Task statement: Repeat word for word the opening stretch of the entries, from the first line through the line containing "CREATE TABLE IF NOT EXISTS conversation_state".

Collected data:

——————————

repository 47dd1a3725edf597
//! Channel abstraction for message I/O.

pub mod channel;
pub mod cli;

pub use channel::*;
pub use cli::CliChannel;
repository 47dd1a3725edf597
//! Schema versions for the libSQL state store.

use libsql::Connection;

use crate::error::DatabaseError;

/// A single migration step.
struct Migration {
    version: i64,
    name: &'static str,
    sql: &'static str,
}

/// All migrations in order. Add new versions to the end.
static MIGRATIONS: &[Migration] = &[
    Migration {
        version: 1,
        name: "conversation_state",
        sql: r#"
            CREATE TABLE IF NOT EXISTS conversation_state (
                conversation_id TEXT NOT NULL,
                key TEXT NOT NULL,
                value TEXT NOT NULL,
                updated_at TEXT NOT NULL,
                PRIMARY KEY (conversation_id, key)
            );
        "#,
    },
    Migration {
        version: 2,
        name: "conversation_state_updated_index",
        sql: r#"
            CREATE INDEX IF NOT EXISTS idx_conversation_state_updated
                ON conversation_state(updated_at);
        "#,
    },
];

/// Latest schema version known to this build.
pub fn latest_version() -> i64 {
    MIGRATIONS.last().map(|m| m.version).unwrap_or(0)
}

/// Bring the schema up to [`latest_version`], recording each applied step
/// in `_migrations`.
pub async fn run_migrations(conn: &Connection) -> Result<(), DatabaseError> {
    conn.execute(
        "CREATE TABLE IF NOT EXISTS _migrations (
            version INTEGER PRIMARY KEY,
            name TEXT NOT NULL,
            applied_at TEXT NOT NULL DEFAULT (datetime('now'))
        )",
        (),
    )
    .await
    .map_err(|e| DatabaseError::Migration(format!("_migrations: {e}")))?;

    let applied = applied_version(conn).await?;
    for migration in MIGRATIONS.iter().filter(|m| m.version > applied) {
        tracing::info!(version = migration.version, name = migration.name, "Migrating schema");
        conn.execute_batch(migration.sql).await.map_err(|e| {
            DatabaseError::Migration(format!("V{} {}: {e}", migration.version, migration.name))
        })?;
        record(conn, migration).await?;
    }
    Ok(())
}

async fn applied_version(conn: &Connection) -> Result<i64, DatabaseError> {
    let mut rows = conn
        .query("SELECT COALESCE(MAX(version), 0) FROM _migrations", ())
        .await
        .map_err(|e| DatabaseError::Migration(format!("schema version: {e}")))?;
    let Some(row) = rows
        .next()
        .await
        .map_err(|e| DatabaseError::Migration(format!("schema version: {e}")))?
    else {
        return Ok(0);
    };
    row.get::<i64>(0)
        .map_err(|e| DatabaseError::Migration(format!("schema version: {e}")))
}

async fn record(conn: &Connection, migration: &Migration) -> Result<(), DatabaseError> {
    conn.execute(
        "INSERT OR IGNORE INTO _migrations (version, name) VALUES (?1, ?2)",
        libsql::params![migration.version, migration.name],
    )
    .await
    .map_err(|e| DatabaseError::Migration(format!("record V{}: {e}", migration.version)))?;
    Ok(())
}

#[cfg(test)]
mod tests {
    use super::*;

    async fn test_conn() -> Connection {
        let db = libsql::Builder::new_local(":memory:")
            .build()
            .await
            .unwrap();
        db.connect().unwrap()
    }

    #[tokio::test]
    async fn migrations_create_state_table() {
        let conn = test_conn().await;
        run_migrations(&conn).await.unwrap();

        let mut rows = conn
            .query(
                "SELECT COUNT(*) FROM sqlite_master WHERE type='table' AND name='conversation_state'",
                (),
            )
            .await
            .unwrap();
        let row = rows.next().await.unwrap().unwrap();
        let count: i64 = row.get(0).unwrap();
        assert_eq!(count, 1);
    }

    #[tokio::test]
    async fn migrations_are_idempotent() {
        let conn = test_conn().await;
        run_migrations(&conn).await.unwrap();
        run_migrations(&conn).await.unwrap();

        let version = applied_version(&conn).await.unwrap();
        assert_eq!(version, latest_version());
    }

    #[tokio::test]
    async fn version_tracking() {
        let conn = test_conn().await;
        run_migrations(&conn).await.unwrap();

        let mut rows = conn
            .query("SELECT version, name FROM _migrations ORDER BY version", ())
            .await
            .unwrap();
        let row = rows.next().await.unwrap().unwrap();
        let version: i64 = row.get(0).unwrap();
        let name: String = row.get(1).unwrap();
        assert_eq!(version, 1);
        assert_eq!(name, "conversation_state");

        let row = rows.next().await.unwrap().unwrap();
        let name: String = row.get(1).unwrap();
        assert_eq!(name, "conversation_state_updated_index");
        assert!(rows.next().await.unwrap().is_none());
    }
}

——————————

Solution to this task:
repository 47dd1a3725edf597
//! Channel abstraction for message I/O.

pub mod channel;
pub mod cli;

pub use channel::*;
pub use cli::CliChannel;
repository 47dd1a3725edf597
//! Schema versions for the libSQL state store.

use libsql::Connection;

use crate::error::DatabaseError;

/// A single migration step.
struct Migration {
    version: i64,
    name: &'static str,
    sql: &'static str,
}

/// All migrations in order. Add new versions to the end.
static MIGRATIONS: &[Migration] = &[
    Migration {
        version: 1,
        name: "conversation_state",
        sql: r#"
            CREATE TABLE IF NOT EXISTS conversation_state (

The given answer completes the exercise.